The portion of the fee that is not subject to VAT is not VAT-exempt; it is deemed to be taxable for the purposes of reclaiming input tax. Input tax cannot be reclaimed if it were incurred in respect of exempt supplies, so this is an important distinction.

Is the property a hotel, inn, boarding house or similar establishment?

The answer to the above question is not always clear-cut.

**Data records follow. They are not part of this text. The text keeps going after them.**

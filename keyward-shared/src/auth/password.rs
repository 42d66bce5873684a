/// Password hashing with Argon2id
///
/// User passwords are stored as PHC strings
/// (`$argon2id$v=19$m=65536,t=3,p=4$<salt>$<hash>`). The cost parameters are
/// embedded in each hash, so verification works regardless of the
/// [`HashParams`] that were active when the hash was produced.
///
/// # Example
///
/// ```
/// use keyward_shared::auth::password::{hash_password, verify_password, HashParams};
///
/// # fn example() -> Result<(), Box<dyn std::error::Error>> {
/// let params = HashParams::light();
/// let hash = hash_password("super_secret_password_123", &params)?;
///
/// assert!(verify_password("super_secret_password_123", &hash)?);
/// assert!(!verify_password("wrong_password", &hash)?);
/// # Ok(())
/// # }
/// ```

use argon2::{
    password_hash::{rand_core::OsRng, PasswordHash, PasswordHasher, PasswordVerifier, SaltString},
    Argon2, ParamsBuilder, Version,
};

/// Error type for password hashing operations
#[derive(Debug, thiserror::Error)]
pub enum PasswordError {
    #[error("Failed to hash password: {0}")]
    HashError(String),

    #[error("Failed to verify password: {0}")]
    VerifyError(String),

    #[error("Invalid password hash format: {0}")]
    InvalidHash(String),
}

/// Argon2id cost parameters
#[derive(Debug, Clone, Copy, PartialEq, Eq)]
pub struct HashParams {
    /// Memory cost in KiB
    pub memory_kib: u32,

    /// Number of passes
    pub iterations: u32,

    /// Parallel lanes
    pub parallelism: u32,
}

impl Default for HashParams {
    /// 64 MB, 3 passes, 4 lanes
    fn default() -> Self {
        Self {
            memory_kib: 65536,
            iterations: 3,
            parallelism: 4,
        }
    }
}

impl HashParams {
    /// Minimal cost, for tests and local development only
    pub fn light() -> Self {
        Self {
            memory_kib: 4096,
            iterations: 1,
            parallelism: 1,
        }
    }
}

/// Hashes a password with a fresh random salt
///
/// # Errors
///
/// Returns `PasswordError::HashError` if the parameters are rejected or
/// hashing fails.
pub fn hash_password(password: &str, params: &HashParams) -> Result<String, PasswordError> {
    let salt = SaltString::generate(&mut OsRng);

    let params = ParamsBuilder::new()
        .m_cost(params.memory_kib)
        .t_cost(params.iterations)
        .p_cost(params.parallelism)
        .output_len(32)
        .build()
        .map_err(|e| PasswordError::HashError(format!("Invalid parameters: {}", e)))?;

    let argon2 = Argon2::new(argon2::Algorithm::Argon2id, Version::V0x13, params);

    let password_hash = argon2
        .hash_password(password.as_bytes(), &salt)
        .map_err(|e| PasswordError::HashError(format!("Hash generation failed: {}", e)))?;

    Ok(password_hash.to_string())
}

/// Verifies a password against a stored hash in constant time
///
/// Returns `Ok(false)` for a wrong password and an error only when the
/// stored hash cannot be parsed or checked.
pub fn verify_password(password: &str, hash: &str) -> Result<bool, PasswordError> {
    let parsed_hash = PasswordHash::new(hash)
        .map_err(|e| PasswordError::InvalidHash(format!("Failed to parse hash: {}", e)))?;

    match Argon2::default().verify_password(password.as_bytes(), &parsed_hash) {
        Ok(_) => Ok(true),
        Err(argon2::password_hash::Error::Password) => Ok(false),
        Err(e) => Err(PasswordError::VerifyError(format!("Verification failed: {}", e))),
    }
}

We can look at a 2024 First-Tier Tribunal case for clarification: Realreed Ltd v HMRC.

Whilst this case did not consider whether or not a businesses was eligible to use the reduced value rule, it examined the definition of ‘similar establishment’, which “includes premises in which there is provided furnished sleeping accommodation whether with or without the provision of board or facilities for the preparation of food, which are used or held out as being suitable for use by visitors or travellers”.

It was found that Realreed Ltd’s serviced apartments were “ similar establishments”, in that the average length of a stay was less than a fortnight, so guests could be considered ‘visitors or travellers’ as they were not making the apartment their home.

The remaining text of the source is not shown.